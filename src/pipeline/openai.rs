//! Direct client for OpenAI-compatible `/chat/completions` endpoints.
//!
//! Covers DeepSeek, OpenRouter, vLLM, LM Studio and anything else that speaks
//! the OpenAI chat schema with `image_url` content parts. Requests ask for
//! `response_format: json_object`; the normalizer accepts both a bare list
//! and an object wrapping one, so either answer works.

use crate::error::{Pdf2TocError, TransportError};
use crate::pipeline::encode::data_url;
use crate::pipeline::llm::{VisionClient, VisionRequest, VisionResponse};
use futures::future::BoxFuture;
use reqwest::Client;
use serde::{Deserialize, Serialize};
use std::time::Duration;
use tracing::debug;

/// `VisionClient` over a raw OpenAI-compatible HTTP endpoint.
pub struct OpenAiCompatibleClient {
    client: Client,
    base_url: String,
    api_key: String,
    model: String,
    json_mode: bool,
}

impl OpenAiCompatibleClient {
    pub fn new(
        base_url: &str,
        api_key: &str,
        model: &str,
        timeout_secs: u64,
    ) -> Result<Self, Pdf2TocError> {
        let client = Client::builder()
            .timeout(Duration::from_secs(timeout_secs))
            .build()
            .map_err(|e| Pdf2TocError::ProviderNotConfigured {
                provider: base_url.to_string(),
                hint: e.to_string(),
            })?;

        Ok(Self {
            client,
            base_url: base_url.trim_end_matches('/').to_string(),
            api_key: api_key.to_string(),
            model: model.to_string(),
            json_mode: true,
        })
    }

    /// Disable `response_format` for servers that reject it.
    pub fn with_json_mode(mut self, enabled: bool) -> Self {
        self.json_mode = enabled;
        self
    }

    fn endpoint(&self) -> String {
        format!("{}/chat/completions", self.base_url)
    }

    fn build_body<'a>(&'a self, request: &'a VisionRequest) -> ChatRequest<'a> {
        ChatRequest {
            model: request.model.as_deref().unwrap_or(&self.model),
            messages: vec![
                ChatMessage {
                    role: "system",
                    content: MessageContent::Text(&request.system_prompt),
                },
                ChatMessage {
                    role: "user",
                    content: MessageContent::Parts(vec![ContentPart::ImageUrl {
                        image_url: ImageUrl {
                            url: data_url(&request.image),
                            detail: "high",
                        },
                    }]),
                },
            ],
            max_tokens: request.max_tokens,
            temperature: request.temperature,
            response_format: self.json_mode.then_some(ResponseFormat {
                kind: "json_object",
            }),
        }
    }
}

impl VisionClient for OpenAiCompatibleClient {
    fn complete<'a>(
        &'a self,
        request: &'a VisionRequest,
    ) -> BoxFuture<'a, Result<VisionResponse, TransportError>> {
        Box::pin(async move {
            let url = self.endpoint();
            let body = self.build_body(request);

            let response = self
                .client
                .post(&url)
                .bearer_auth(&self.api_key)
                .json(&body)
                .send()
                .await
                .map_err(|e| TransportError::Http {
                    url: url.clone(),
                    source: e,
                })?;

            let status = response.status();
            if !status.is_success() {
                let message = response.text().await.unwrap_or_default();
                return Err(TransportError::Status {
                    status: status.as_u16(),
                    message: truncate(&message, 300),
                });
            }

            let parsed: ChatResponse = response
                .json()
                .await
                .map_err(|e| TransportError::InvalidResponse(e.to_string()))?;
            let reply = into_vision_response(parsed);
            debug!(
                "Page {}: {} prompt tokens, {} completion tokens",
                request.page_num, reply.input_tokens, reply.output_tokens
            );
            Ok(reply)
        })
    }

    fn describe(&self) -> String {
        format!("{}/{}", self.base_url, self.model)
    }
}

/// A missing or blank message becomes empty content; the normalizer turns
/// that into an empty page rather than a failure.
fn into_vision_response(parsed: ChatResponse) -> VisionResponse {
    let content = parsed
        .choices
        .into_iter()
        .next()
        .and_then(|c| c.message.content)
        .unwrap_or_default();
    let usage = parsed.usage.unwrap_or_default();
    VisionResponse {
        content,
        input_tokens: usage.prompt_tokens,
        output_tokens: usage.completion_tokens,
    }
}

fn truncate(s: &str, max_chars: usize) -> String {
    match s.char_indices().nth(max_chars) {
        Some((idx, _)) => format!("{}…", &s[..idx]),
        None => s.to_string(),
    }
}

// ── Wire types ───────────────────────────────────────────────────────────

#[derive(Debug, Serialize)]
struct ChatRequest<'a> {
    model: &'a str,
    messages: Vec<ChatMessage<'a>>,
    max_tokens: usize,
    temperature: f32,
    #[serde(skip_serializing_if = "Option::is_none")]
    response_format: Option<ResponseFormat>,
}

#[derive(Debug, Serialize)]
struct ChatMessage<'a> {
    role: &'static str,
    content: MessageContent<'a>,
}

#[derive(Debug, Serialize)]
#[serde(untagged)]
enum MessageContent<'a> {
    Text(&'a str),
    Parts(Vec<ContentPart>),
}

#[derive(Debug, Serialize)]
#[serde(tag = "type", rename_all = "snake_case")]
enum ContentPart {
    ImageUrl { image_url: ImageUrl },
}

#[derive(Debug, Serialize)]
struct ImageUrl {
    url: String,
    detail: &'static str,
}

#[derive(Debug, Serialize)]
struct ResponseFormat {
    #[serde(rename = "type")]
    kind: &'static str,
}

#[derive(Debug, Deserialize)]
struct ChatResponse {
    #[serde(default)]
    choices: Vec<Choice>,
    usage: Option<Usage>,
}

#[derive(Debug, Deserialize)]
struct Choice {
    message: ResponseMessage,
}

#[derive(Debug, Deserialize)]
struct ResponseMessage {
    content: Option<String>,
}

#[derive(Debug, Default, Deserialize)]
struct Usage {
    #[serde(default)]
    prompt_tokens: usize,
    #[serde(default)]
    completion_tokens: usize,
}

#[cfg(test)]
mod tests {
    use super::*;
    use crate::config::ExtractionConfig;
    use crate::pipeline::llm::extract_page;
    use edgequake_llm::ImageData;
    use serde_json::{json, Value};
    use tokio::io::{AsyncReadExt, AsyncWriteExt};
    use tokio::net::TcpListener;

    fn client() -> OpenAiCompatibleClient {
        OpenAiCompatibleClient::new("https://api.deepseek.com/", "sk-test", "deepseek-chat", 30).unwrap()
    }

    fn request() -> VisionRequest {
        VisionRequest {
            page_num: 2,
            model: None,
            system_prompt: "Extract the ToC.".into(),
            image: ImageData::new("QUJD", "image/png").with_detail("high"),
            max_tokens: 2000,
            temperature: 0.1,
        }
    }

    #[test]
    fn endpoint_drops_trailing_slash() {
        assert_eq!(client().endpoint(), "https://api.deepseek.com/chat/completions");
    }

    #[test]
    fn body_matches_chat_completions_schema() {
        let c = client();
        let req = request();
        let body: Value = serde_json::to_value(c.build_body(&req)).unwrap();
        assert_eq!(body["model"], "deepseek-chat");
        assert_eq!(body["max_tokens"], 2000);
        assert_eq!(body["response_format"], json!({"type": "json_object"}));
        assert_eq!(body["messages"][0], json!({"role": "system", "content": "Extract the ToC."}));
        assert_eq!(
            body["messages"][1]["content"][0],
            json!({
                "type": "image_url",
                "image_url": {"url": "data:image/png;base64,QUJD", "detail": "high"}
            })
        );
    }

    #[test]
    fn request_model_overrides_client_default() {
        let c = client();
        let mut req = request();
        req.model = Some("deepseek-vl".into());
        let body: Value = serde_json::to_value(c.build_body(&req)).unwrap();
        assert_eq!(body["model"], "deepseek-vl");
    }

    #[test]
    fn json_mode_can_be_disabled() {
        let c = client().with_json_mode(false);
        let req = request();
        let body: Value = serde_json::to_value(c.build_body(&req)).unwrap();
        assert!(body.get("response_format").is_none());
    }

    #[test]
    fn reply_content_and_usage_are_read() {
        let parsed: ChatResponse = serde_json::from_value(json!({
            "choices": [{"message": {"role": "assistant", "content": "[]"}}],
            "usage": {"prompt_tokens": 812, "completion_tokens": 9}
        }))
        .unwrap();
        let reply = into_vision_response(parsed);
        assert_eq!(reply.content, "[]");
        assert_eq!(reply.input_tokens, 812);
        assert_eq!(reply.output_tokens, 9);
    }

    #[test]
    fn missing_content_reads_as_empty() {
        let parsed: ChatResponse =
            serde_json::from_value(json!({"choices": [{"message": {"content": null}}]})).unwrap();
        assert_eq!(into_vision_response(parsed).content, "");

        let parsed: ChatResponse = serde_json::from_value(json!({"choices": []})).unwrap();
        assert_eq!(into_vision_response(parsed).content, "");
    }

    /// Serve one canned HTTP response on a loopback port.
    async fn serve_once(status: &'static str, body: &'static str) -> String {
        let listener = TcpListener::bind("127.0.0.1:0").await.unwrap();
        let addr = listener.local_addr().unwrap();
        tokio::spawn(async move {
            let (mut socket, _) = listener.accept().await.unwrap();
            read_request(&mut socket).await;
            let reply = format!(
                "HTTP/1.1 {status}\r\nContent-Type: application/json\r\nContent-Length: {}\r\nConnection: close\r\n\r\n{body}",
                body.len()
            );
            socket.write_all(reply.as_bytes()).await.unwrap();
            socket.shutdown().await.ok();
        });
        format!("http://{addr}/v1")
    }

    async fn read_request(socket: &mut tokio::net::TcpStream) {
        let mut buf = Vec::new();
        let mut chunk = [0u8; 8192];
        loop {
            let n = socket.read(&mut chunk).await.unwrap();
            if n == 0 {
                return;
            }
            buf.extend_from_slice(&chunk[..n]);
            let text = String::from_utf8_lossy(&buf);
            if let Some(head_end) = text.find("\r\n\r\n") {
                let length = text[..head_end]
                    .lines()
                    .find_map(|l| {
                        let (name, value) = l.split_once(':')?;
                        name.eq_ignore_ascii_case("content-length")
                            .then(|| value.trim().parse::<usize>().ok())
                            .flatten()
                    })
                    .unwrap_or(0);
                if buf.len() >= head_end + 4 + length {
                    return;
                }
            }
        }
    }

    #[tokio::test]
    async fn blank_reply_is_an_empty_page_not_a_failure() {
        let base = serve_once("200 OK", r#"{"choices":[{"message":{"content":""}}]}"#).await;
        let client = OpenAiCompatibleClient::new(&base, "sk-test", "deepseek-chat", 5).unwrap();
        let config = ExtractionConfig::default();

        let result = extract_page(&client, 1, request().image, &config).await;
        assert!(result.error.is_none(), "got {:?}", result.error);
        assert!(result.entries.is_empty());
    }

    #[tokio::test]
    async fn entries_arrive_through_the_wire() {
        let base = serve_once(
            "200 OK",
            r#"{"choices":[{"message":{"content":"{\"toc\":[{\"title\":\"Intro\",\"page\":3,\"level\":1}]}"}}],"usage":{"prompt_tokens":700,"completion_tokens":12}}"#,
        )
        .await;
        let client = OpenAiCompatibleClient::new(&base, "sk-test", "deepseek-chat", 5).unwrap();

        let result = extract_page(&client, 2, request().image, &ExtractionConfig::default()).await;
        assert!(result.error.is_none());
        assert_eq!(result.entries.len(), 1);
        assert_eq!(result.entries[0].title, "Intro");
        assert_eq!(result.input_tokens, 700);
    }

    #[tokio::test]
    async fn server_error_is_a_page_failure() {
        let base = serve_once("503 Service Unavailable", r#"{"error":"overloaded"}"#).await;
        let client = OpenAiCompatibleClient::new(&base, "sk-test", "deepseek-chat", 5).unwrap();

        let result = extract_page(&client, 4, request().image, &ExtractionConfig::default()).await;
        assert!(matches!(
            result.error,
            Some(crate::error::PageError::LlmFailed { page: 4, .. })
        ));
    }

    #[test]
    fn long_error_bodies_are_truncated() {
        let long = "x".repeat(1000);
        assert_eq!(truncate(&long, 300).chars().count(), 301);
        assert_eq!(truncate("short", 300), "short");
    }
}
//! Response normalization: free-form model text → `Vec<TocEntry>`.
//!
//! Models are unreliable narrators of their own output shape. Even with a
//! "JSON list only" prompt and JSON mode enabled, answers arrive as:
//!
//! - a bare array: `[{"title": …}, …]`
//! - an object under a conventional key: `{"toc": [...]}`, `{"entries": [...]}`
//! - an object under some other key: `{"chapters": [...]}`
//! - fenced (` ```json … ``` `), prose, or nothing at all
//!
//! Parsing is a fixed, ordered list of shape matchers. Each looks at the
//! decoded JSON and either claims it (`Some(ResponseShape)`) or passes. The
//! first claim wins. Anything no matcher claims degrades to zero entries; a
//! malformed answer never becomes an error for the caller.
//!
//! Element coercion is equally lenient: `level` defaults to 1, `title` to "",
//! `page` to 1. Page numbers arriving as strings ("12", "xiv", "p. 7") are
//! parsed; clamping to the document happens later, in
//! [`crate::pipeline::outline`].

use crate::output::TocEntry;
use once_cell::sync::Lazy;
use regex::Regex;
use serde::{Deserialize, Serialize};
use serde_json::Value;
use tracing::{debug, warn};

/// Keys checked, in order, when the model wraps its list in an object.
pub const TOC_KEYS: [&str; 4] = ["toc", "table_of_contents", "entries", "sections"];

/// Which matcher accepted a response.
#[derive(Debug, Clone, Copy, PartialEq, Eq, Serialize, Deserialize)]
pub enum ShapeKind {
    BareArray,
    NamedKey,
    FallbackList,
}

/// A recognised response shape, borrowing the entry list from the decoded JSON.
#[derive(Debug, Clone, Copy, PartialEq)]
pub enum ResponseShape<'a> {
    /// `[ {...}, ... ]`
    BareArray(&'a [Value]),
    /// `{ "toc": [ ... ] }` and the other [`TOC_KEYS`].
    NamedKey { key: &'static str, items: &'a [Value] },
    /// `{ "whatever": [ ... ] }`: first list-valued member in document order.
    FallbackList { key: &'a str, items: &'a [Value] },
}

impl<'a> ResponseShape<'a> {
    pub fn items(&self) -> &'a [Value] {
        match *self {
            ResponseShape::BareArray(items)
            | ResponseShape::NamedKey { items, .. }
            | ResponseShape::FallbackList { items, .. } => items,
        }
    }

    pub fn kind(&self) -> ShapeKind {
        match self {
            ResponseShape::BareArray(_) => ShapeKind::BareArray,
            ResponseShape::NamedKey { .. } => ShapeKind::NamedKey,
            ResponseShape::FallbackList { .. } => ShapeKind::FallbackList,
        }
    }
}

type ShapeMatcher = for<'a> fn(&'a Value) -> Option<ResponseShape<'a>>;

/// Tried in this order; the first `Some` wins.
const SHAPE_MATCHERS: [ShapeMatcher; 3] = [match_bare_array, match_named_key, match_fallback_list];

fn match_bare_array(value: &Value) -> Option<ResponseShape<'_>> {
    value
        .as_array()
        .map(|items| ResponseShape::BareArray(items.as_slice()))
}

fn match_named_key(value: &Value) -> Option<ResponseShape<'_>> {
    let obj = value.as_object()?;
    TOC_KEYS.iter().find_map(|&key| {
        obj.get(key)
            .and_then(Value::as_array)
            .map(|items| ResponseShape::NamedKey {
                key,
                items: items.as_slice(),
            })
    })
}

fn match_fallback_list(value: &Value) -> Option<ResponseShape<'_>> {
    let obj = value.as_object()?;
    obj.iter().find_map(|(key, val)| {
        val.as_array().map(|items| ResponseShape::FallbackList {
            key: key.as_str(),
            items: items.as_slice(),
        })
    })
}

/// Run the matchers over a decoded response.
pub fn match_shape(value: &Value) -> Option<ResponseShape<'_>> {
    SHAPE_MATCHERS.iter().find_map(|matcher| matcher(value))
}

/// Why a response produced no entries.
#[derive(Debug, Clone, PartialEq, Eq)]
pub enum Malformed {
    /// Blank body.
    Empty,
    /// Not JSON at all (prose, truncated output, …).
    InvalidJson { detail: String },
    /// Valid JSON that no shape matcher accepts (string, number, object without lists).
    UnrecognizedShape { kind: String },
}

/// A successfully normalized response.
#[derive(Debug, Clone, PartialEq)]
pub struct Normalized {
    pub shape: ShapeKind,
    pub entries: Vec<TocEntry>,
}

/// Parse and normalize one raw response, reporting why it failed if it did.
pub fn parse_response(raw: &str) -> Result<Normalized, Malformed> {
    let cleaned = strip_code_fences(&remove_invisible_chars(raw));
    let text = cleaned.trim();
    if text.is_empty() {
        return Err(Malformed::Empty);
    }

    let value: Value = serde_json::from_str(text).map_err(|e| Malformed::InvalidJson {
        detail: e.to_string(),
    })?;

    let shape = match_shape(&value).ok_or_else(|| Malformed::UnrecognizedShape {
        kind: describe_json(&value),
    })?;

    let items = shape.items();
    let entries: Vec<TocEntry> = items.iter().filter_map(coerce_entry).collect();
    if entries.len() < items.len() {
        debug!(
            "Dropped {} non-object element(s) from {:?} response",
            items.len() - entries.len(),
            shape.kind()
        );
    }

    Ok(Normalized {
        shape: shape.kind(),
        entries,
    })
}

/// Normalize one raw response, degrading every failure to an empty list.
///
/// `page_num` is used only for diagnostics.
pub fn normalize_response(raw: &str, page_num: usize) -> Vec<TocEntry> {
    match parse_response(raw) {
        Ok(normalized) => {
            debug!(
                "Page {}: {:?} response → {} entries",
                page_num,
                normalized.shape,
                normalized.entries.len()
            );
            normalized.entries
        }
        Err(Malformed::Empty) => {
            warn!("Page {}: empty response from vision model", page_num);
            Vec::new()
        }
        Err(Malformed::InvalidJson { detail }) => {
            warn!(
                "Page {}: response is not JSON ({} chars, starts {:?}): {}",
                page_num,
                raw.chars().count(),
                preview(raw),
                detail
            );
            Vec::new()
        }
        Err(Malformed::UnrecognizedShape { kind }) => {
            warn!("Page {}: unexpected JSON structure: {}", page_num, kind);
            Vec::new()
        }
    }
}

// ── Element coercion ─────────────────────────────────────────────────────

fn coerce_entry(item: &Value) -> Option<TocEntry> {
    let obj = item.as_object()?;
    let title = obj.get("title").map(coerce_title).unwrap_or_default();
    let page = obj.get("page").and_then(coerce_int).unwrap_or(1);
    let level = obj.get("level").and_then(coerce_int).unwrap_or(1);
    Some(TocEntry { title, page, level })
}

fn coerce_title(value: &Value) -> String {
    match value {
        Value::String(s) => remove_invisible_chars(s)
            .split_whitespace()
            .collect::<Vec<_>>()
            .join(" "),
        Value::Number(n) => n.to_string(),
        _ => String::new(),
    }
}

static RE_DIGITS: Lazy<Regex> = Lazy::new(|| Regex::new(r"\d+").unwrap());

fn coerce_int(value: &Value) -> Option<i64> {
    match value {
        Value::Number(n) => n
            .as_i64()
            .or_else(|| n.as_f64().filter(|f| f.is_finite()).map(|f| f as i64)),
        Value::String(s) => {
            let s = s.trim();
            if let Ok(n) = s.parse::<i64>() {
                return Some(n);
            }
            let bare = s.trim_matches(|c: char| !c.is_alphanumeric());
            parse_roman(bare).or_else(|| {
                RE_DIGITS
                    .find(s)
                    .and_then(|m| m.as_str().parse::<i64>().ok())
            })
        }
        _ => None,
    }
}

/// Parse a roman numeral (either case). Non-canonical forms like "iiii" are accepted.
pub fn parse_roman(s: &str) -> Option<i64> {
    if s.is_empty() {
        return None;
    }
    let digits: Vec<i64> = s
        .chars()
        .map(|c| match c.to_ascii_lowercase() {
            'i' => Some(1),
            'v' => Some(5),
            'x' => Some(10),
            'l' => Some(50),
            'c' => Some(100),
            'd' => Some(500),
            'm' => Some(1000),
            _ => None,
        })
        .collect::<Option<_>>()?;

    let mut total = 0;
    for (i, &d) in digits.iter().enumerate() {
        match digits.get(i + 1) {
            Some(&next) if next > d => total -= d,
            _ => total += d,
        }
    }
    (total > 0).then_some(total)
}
________________________
WORK ITEM: Look above for every line with the word "BoxFuture" and copy it.

TASK ANSWER:
use futures::future::BoxFuture;
    ) -> BoxFuture<'a, Result<VisionResponse, TransportError>> {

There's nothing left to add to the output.